SpectraLayers in Audio Mastering

Johnny Blade

Well-Known Member
Joined
Jan 24, 2017
Location
Sao Paulo, Brazil
Hi, I'll try to start learn about SpectraLayers and I'm going to watch some video tutorials and read articles.

Anyway, it seems, in a primary view, that the tool was designed mainly for mixing.

Is SpactraLayers useful for mastering too? Is it a kind of very advanced Samp's Spectral View? Which is its main purposes: clean files, merge files or general editing?

Thanks in advanced...
 

toader

Member
Joined
Nov 30, 2017
Location
Denver, Colorado, USA
There are other similar products to SpectraLayers out there - Izotope Audio has RX6, and something similar is built into Steinberg's Wavelab. I have used the spectrum editor in Wavelab for mastering for editing - but it's not something I do often. If someone has given me a mix with a p-pop in the sub bass frequencies, I find these types of editors very helpful to remove the pop - even from a finished mix.

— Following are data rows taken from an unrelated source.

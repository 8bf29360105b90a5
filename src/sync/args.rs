//  zfsync: ZFS dataset replication over SSH
//  Copyright (C) 2026  The zfsync authors

//  This program is free software: you can redistribute it and/or modify
//  it under the terms of the GNU General Public License as published by
//  the Free Software Foundation, either version 3 of the License, or
//  (at your option) any later version.

//  This program is distributed in the hope that it will be useful,
//  but WITHOUT ANY WARRANTY; without even the implied warranty of
//  MERCHANTABILITY or FITNESS FOR A PARTICULAR PURPOSE.  See the
//  GNU General Public License for more details.

//  You should have received a copy of the GNU General Public License
//  along with this program.  If not, see <https://www.gnu.org/licenses/>.

use bw::Bytes;
use clap::Parser;

pub mod bw;

/// ZFS dataset replication tool
#[derive(Parser, Debug)]
#[command(version, about, long_about = None)]
pub struct Args {
    /// Compresses data during transfer. Accepted options are gzip, lzo and
    /// none
    #[arg(long, default_value = "lzo", value_name = "FORMAT")]
    pub compress: String,

    /// Also transfers child datasets
    #[arg(short, long)]
    pub recursive: bool,

    /// Bandwidth limit in bytes/kbytes/etc per second on the source transfer
    #[arg(long, value_name = "RATE", value_parser = Bytes::try_from_str)]
    pub source_bwlimit: Option<Bytes>,

    /// Bandwidth limit in bytes/kbytes/etc per second on the target transfer
    #[arg(long, value_name = "RATE", value_parser = Bytes::try_from_str)]
    pub target_bwlimit: Option<Bytes>,

    /// Specify the mbuffer size, please refer to mbuffer(1) manual page.
    #[arg(long, default_value = "16M", value_name = "VALUE")]
    pub mbuffer_size: String,

    /// Configure how pv displays the progress bar
    #[arg(long, default_value = "-p -t -e -r -b", value_name = "OPTIONS")]
    pub pv_options: String,

    /// Dumps the merged snapshot inventory during the run
    #[arg(long = "dumpsnaps")]
    pub dump_snaps: bool,

    /// Skips checking for optional helper binaries and assumes they are all
    /// present
    #[arg(long = "nocommandchecks")]
    pub no_command_checks: bool,

    /// Passes OPTION to ssh for remote usage. Can be specified multiple times
    #[arg(short = 'o', long = "ssh-option", value_name = "OPTION")]
    pub ssh_options: Vec<String>,

    /// Connects to remote machines on a particular port.
    #[arg(short = 'P', long, value_name = "PORT")]
    pub ssh_port: Option<String>,

    /// Passes CIPHER to ssh to use a particular cipher set.
    #[arg(short = 'c', long, value_name = "CIPHER")]
    pub ssh_cipher: Option<String>,

    /// Prints out a lot of additional information during a run. Overridden by
    /// --quiet and the RUST_LOG environment variable
    #[arg(long)]
    pub debug: bool,

    /// Suppresses non-error output and the progress bar
    #[arg(long)]
    pub quiet: bool,

    pub source: String,

    pub target: String,
}

impl Args {
    /// ssh `-o` options applied to the control master and every reuse.
    pub fn ssh_config_options(&self) -> Vec<String> {
        let mut opts = Vec::new();
        if let Some(port) = &self.ssh_port {
            opts.push(format!("Port={port}"));
        }
        if let Some(cipher) = &self.ssh_cipher {
            opts.push(format!("Ciphers={cipher}"));
        }
        opts.extend(self.ssh_options.iter().cloned());
        opts
    }

    pub fn source_mbuffer_args(&self) -> Vec<String> {
        let mut args = mbuffer_standard_args(&self.mbuffer_size);
        if let Some(limit) = &self.source_bwlimit {
            args.push("-R".to_string());
            args.push(limit.text.clone());
        }
        args
    }

    pub fn target_mbuffer_args(&self) -> Vec<String> {
        let mut args = mbuffer_standard_args(&self.mbuffer_size);
        if let Some(limit) = &self.target_bwlimit {
            args.push("-r".to_string());
            args.push(limit.text.clone());
        }
        args
    }
}

pub fn mbuffer_standard_args(size: &str) -> Vec<String> {
    vec![
        "-q".to_string(),
        "-s".to_string(),
        "128k".to_string(),
        "-m".to_string(),
        size.to_string(),
    ]
}

#[cfg(test)]
mod tests {
    use super::*;

    #[test]
    fn positional_and_defaults() {
        let args = Args::parse_from(["zfsync", "tank/data", "user@host:backup/data"]);
        assert_eq!(args.source, "tank/data");
        assert_eq!(args.target, "user@host:backup/data");
        assert_eq!(args.compress, "lzo");
        assert_eq!(args.mbuffer_size, "16M");
        assert!(!args.recursive);
    }

    #[test]
    fn third_positional_is_fatal() {
        assert!(Args::try_parse_from(["zfsync", "a", "b", "c"]).is_err());
    }

    #[test]
    fn unknown_option_is_fatal() {
        assert!(Args::try_parse_from(["zfsync", "--frobnicate", "a", "b"]).is_err());
    }

    #[test]
    fn equals_and_space_forms() {
        let a = Args::parse_from(["zfsync", "--compress=gzip", "a", "b"]);
        let b = Args::parse_from(["zfsync", "--compress", "gzip", "a", "b"]);
        assert_eq!(a.compress, b.compress);
    }

    #[test]
    fn bwlimit_flags() {
        let args = Args::parse_from([
            "zfsync",
            "--source-bwlimit",
            "10m",
            "--target-bwlimit=2M",
            "a",
            "b",
        ]);
        let src = args.source_mbuffer_args();
        assert_eq!(src, ["-q", "-s", "128k", "-m", "16M", "-R", "10m"]);
        let tgt = args.target_mbuffer_args();
        assert_eq!(tgt, ["-q", "-s", "128k", "-m", "16M", "-r", "2M"]);
    }

    #[test]
    fn ssh_option_collection() {
        let args = Args::parse_from([
            "zfsync",
            "-P",
            "2222",
            "-o",
            "Compression=no",
            "a",
            "b",
        ]);
        assert_eq!(
            args.ssh_config_options(),
            ["Port=2222", "Compression=no"]
        );
    }
}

It's not something I do often, but when I need the capability, spectrum editors are great.
 

audiokid

Chris
Moderator
Joined
Mar 20, 2000
Location
Nanaimo BC, Canada
Is it possibile to remove/isolate vocals/instruments from a music?

What do you think, Johnny?

Removal of anything is subjective based on content in the layers. However, you can definitely smear or isolate but to my experience so far, we’re not to a bit point where we can edit colours without effecting other freq in a “cluttered” spectral image.

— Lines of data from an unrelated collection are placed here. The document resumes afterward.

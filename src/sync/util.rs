//  zfsync: ZFS dataset replication over SSH
//  Copyright (C) 2026  The zfsync authors

//  This program is free software: you can redistribute it and/or modify
//  it under the terms of the GNU General Public License as published by
//  the Free Software Foundation, either version 3 of the License, or
//  (at your option) any later version.

//  This program is distributed in the hope that it will be useful,
//  but WITHOUT ANY WARRANTY; without even the implied warranty of
//  MERCHANTABILITY or FITNESS FOR A PARTICULAR PURPOSE.  See the
//  GNU General Public License for more details.

//  You should have received a copy of the GNU General Public License
//  along with this program.  If not, see <https://www.gnu.org/licenses/>.

use std::fmt::Display;

/// Send-size estimates for log lines. Zero means the dry-run estimate
/// was unavailable.
pub struct ReadableBytes(pub u64);

impl From<u64> for ReadableBytes {
    fn from(value: u64) -> Self {
        Self(value)
    }
}

impl Display for ReadableBytes {
    fn fmt(&self, f: &mut std::fmt::Formatter<'_>) -> std::fmt::Result {
        const KB: u64 = 1024;
        const MB: u64 = 1024 * KB;
        const GB: u64 = 1024 * MB;

        if self.0 == 0 {
            write!(f, "UNKNOWN")?;
        } else if self.0 >= GB {
            let gb = self.0 as f64 / GB as f64;
            write!(f, "{gb:.1} GiB")?;
        } else if self.0 >= MB {
            let mb = self.0 as f64 / MB as f64;
            write!(f, "{mb:.1} MiB")?;
        } else {
            let kb = self.0 / KB;
            write!(f, "{} KiB", kb)?;
        }
        Ok(())
    }
}

#[cfg(test)]
mod tests {
    use super::*;

    #[test]
    fn unknown_at_zero() {
        assert_eq!(ReadableBytes(0).to_string(), "UNKNOWN");
    }

    #[test]
    fn scales() {
        assert_eq!(ReadableBytes(4096).to_string(), "4 KiB");
        assert_eq!(ReadableBytes(3 * 1024 * 1024).to_string(), "3.0 MiB");
        assert_eq!(ReadableBytes(5 * 1024 * 1024 * 1024 / 2).to_string(), "2.5 GiB");
    }
}
//  zfsync: ZFS dataset replication over SSH
//  Copyright (C) 2026  The zfsync authors

//  This program is free software: you can redistribute it and/or modify
//  it under the terms of the GNU General Public License as published by
//  the Free Software Foundation, either version 3 of the License, or
//  (at your option) any later version.

//  This program is distributed in the hope that it will be useful,
//  but WITHOUT ANY WARRANTY; without even the implied warranty of
//  MERCHANTABILITY or FITNESS FOR A PARTICULAR PURPOSE.  See the
//  GNU General Public License for more details.

//  You should have received a copy of the GNU General Public License
//  along with this program.  If not, see <https://www.gnu.org/licenses/>.

use std::io;
use thiserror::Error;

#[derive(Debug, Error)]
pub enum SyncError {
    #[error("invalid endpoint '{given}': {reason}")]
    BadEndpoint { given: String, reason: &'static str },

    #[error("cannot sync now: {0} is already the target of a zfs receive process")]
    TargetBusy(String),

    #[error("target {target} exists but shares no snapshot with source {src}")]
    NoCommonSnapshot { src: String, target: String },

    #[error("replication pipeline for {fs} exited with status {status}")]
    Pipeline { fs: String, status: i32 },

    #[error("{0}")]
    Zfs(String),

    #[error(transparent)]
    Io(#[from] io::Error),
}

impl SyncError {
    /// Exit code for the fatal path. Argument errors share clap's 2.
    pub fn exit_code(&self) -> i32 {
        match self {
            SyncError::BadEndpoint { .. } => 2,
            SyncError::TargetBusy(_) => 3,
            SyncError::NoCommonSnapshot { .. } => 4,
            SyncError::Pipeline { .. } => 5,
            SyncError::Zfs(_) | SyncError::Io(_) => 1,
        }
    }
}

Being said, I have no doubt spectral editing bit depth technology will improve the exactness of every colour to a point each colour could be used to trigger side chains , midi and so on.

Spectral editing is very exciting to me. I dream of its future.
 

Boswell

Moderator
Joined
Apr 19, 2006
Location
UK
Is it possibile to remove/isolate vocals/instruments from a music?
Usually the answer is no - it's a bit like asking a chef to un-bake a cake.

The closest I've ever got to that is removing a vocal line from a fully mixed song was when I was also given a cassette tape of the raw vocal track as a reference. Believe me, it was not a matter of time alignment and simple subtraction, even allowing for the temporal wobbles in the tape. The final version vocal line had both compression and mild reverb added, and the 2-mix had further compression and limiting at the mastering stage. I had to guess the compressor type used (I knew what was standardly available in the studio where it was done), and work out the settings that had been used. I went through the song inch by inch, identifying what had been done and where there had been hand-riding of the faders, and I even worked out where a chorus had been repeated and dropped in from earlier rather than using the one in the original vocal at that point. It was a nightmare - I would need a huge incentive to perform that sort of operation again.